__What to produce__
Scan the data below for the string "value". Copy every line where it appears.

(Saved data entries)
———
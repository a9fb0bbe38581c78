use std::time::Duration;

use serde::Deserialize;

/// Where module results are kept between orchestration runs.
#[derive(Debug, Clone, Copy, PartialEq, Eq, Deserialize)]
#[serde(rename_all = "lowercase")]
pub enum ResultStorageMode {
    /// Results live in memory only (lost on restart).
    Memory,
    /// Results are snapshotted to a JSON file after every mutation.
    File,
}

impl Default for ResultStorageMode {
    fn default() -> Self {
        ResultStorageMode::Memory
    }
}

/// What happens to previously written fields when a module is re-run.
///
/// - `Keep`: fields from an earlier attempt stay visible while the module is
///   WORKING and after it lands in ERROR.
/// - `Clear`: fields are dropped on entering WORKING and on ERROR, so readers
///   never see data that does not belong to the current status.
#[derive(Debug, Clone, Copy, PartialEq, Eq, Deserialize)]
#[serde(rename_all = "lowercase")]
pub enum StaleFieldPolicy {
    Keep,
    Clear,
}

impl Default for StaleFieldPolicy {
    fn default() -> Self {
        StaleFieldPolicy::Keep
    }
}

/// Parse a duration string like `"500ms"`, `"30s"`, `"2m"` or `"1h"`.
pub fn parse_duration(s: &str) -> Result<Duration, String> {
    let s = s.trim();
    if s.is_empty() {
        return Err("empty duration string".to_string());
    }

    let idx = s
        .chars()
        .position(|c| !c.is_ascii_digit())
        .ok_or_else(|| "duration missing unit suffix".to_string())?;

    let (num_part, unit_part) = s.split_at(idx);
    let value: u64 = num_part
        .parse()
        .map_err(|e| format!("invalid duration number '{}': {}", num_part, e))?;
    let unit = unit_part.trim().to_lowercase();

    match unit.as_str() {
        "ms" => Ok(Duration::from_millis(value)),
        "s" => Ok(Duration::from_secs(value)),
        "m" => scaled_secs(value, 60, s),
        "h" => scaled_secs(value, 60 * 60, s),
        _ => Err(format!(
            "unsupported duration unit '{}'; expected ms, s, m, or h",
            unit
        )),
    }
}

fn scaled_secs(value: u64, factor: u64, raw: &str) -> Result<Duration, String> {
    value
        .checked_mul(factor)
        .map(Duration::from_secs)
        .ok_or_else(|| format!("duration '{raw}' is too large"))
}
———
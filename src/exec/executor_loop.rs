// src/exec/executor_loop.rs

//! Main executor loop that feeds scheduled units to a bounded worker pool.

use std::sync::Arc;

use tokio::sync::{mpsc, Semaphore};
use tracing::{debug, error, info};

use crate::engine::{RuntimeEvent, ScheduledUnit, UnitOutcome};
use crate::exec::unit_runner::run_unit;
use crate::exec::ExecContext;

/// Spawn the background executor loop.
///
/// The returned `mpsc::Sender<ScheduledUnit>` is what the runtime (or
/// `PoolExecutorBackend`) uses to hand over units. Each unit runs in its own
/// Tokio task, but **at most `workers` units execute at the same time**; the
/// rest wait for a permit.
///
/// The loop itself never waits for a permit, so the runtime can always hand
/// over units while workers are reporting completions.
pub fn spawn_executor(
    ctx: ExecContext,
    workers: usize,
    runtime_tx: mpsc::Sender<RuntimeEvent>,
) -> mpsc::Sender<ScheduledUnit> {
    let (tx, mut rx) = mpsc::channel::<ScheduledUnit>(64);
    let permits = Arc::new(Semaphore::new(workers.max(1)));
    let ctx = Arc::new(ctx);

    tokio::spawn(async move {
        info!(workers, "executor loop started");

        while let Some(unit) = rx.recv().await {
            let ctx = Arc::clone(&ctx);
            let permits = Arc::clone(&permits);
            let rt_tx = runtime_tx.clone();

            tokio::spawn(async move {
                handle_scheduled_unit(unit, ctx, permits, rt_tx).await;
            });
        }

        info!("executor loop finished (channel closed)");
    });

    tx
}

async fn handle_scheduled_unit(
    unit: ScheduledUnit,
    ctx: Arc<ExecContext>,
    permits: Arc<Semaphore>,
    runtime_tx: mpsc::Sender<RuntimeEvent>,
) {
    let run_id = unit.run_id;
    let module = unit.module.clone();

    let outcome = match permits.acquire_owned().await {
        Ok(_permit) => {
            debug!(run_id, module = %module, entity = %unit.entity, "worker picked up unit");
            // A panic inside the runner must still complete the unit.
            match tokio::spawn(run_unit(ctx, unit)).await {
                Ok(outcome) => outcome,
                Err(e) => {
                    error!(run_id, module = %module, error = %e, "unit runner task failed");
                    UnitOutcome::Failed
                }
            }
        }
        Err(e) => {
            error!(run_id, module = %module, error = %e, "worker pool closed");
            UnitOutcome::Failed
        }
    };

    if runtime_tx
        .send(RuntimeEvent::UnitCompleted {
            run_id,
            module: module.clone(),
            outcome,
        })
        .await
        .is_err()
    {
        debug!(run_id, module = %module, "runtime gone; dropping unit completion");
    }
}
———
__Completed exercise__
    let value: u64 = num_part
        "ms" => Ok(Duration::from_millis(value)),
        "s" => Ok(Duration::from_secs(value)),
        "m" => scaled_secs(value, 60, s),
        "h" => scaled_secs(value, 60 * 60, s),
fn scaled_secs(value: u64, factor: u64, raw: &str) -> Result<Duration, String> {
    value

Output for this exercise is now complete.